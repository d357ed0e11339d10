use sea_orm_migration::{prelude::*, schema::*};

use crate::m20250507_000001_user::User;

static IDX_USER_ROLE_USER_ID_ROLE: &str = "idx-user_role-user_id-role";
static FK_USER_ROLE_USER_ID: &str = "fk-user_role-user_id";

#[derive(DeriveMigrationName)]
pub struct Migration;

#[async_trait::async_trait]
impl MigrationTrait for Migration {
    async fn up(&self, manager: &SchemaManager) -> Result<(), DbErr> {
        manager
            .create_table(
                Table::create()
                    .table(UserRole::Table)
                    .if_not_exists()
                    .col(pk_auto(UserRole::Id))
                    .col(integer(UserRole::UserId))
                    .col(string(UserRole::Role))
                    .col(timestamp(UserRole::CreatedAt))
                    .to_owned(),
            )
            .await?;

        manager
            .create_index(
                Index::create()
                    .name(IDX_USER_ROLE_USER_ID_ROLE)
                    .table(UserRole::Table)
                    .col(UserRole::UserId)
                    .col(UserRole::Role)
                    .unique()
                    .to_owned(),
            )
            .await?;

        manager
            .create_foreign_key(
                ForeignKey::create()
                    .name(FK_USER_ROLE_USER_ID)
                    .from_tbl(UserRole::Table)
                    .from_col(UserRole::UserId)
                    .to_tbl(User::Table)
                    .to_col(User::Id)
                    .on_delete(ForeignKeyAction::Cascade)
                    .to_owned(),
            )
            .await?;

        Ok(())
    }

    async fn down(&self, manager: &SchemaManager) -> Result<(), DbErr> {
        manager
            .drop_foreign_key(
                ForeignKey::drop()
                    .name(FK_USER_ROLE_USER_ID)
                    .table(UserRole::Table)
                    .to_owned(),
            )
            .await?;

        manager
            .drop_index(
                Index::drop()
                    .name(IDX_USER_ROLE_USER_ID_ROLE)
                    .table(UserRole::Table)
                    .to_owned(),
            )
            .await?;

        manager
            .drop_table(Table::drop().table(UserRole::Table).to_owned())
            .await?;

        Ok(())
    }
}

#[derive(DeriveIden)]
enum UserRole {
    Table,
    Id,
    UserId,
    Role,
    CreatedAt,
}
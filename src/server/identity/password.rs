//! Argon2id password hashing, verification, and password policy.
//!
//! Hashes are stored in PHC string format so the algorithm parameters and salt travel with
//! the hash. Hashing is CPU bound, so callers in async code run these functions under
//! `tokio::task::spawn_blocking`.

use argon2::{
    password_hash::{rand_core::OsRng, PasswordHash, PasswordHasher, PasswordVerifier, SaltString},
    Argon2,
};

use crate::server::error::validation::FieldError;

const MIN_PASSWORD_LENGTH: usize = 6;

/// Hash a plaintext password using Argon2id with a random salt.
pub fn hash_password(password: &str) -> Result<String, argon2::password_hash::Error> {
    let salt = SaltString::generate(&mut OsRng);
    let hash = Argon2::default().hash_password(password.as_bytes(), &salt)?;
    Ok(hash.to_string())
}

/// Verify a plaintext password against a stored PHC-formatted hash.
///
/// Returns `Ok(false)` on mismatch, and also when the stored hash cannot be parsed, since
/// such an account can never be logged into.
pub fn verify_password(password: &str, hash: &str) -> Result<bool, argon2::password_hash::Error> {
    let parsed_hash = match PasswordHash::new(hash) {
        Ok(parsed_hash) => parsed_hash,
        Err(_) => return Ok(false),
    };

    match Argon2::default().verify_password(password.as_bytes(), &parsed_hash) {
        Ok(()) => Ok(true),
        Err(argon2::password_hash::Error::Password) => Ok(false),
        Err(e) => Err(e),
    }
}

/// Check a password against the account password policy.
///
/// A password needs at least 6 characters, a digit, a lowercase letter, an uppercase letter,
/// and a character that is not alphanumeric. Every failed rule is reported.
pub fn check_password_policy(password: &str) -> Vec<FieldError> {
    let mut errors = Vec::new();

    if password.chars().count() < MIN_PASSWORD_LENGTH {
        errors.push(FieldError::new(
            "password",
            format!(
                "Password must be at least {} characters long",
                MIN_PASSWORD_LENGTH
            ),
        ));
    }
    if !password.chars().any(|c| c.is_ascii_digit()) {
        errors.push(FieldError::new(
            "password",
            "Password must contain at least one digit",
        ));
    }
    if !password.chars().any(|c| c.is_lowercase()) {
        errors.push(FieldError::new(
            "password",
            "Password must contain at least one lowercase letter",
        ));
    }
    if !password.chars().any(|c| c.is_uppercase()) {
        errors.push(FieldError::new(
            "password",
            "Password must contain at least one uppercase letter",
        ));
    }
    if password.chars().all(|c| c.is_alphanumeric()) {
        errors.push(FieldError::new(
            "password",
            "Password must contain at least one non-alphanumeric character",
        ));
    }

    errors
}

Exercise aim ▸ Across the listing above, state how many lines include the word "DbErr", with nothing but the number in reply.

Result of this task ▸ 2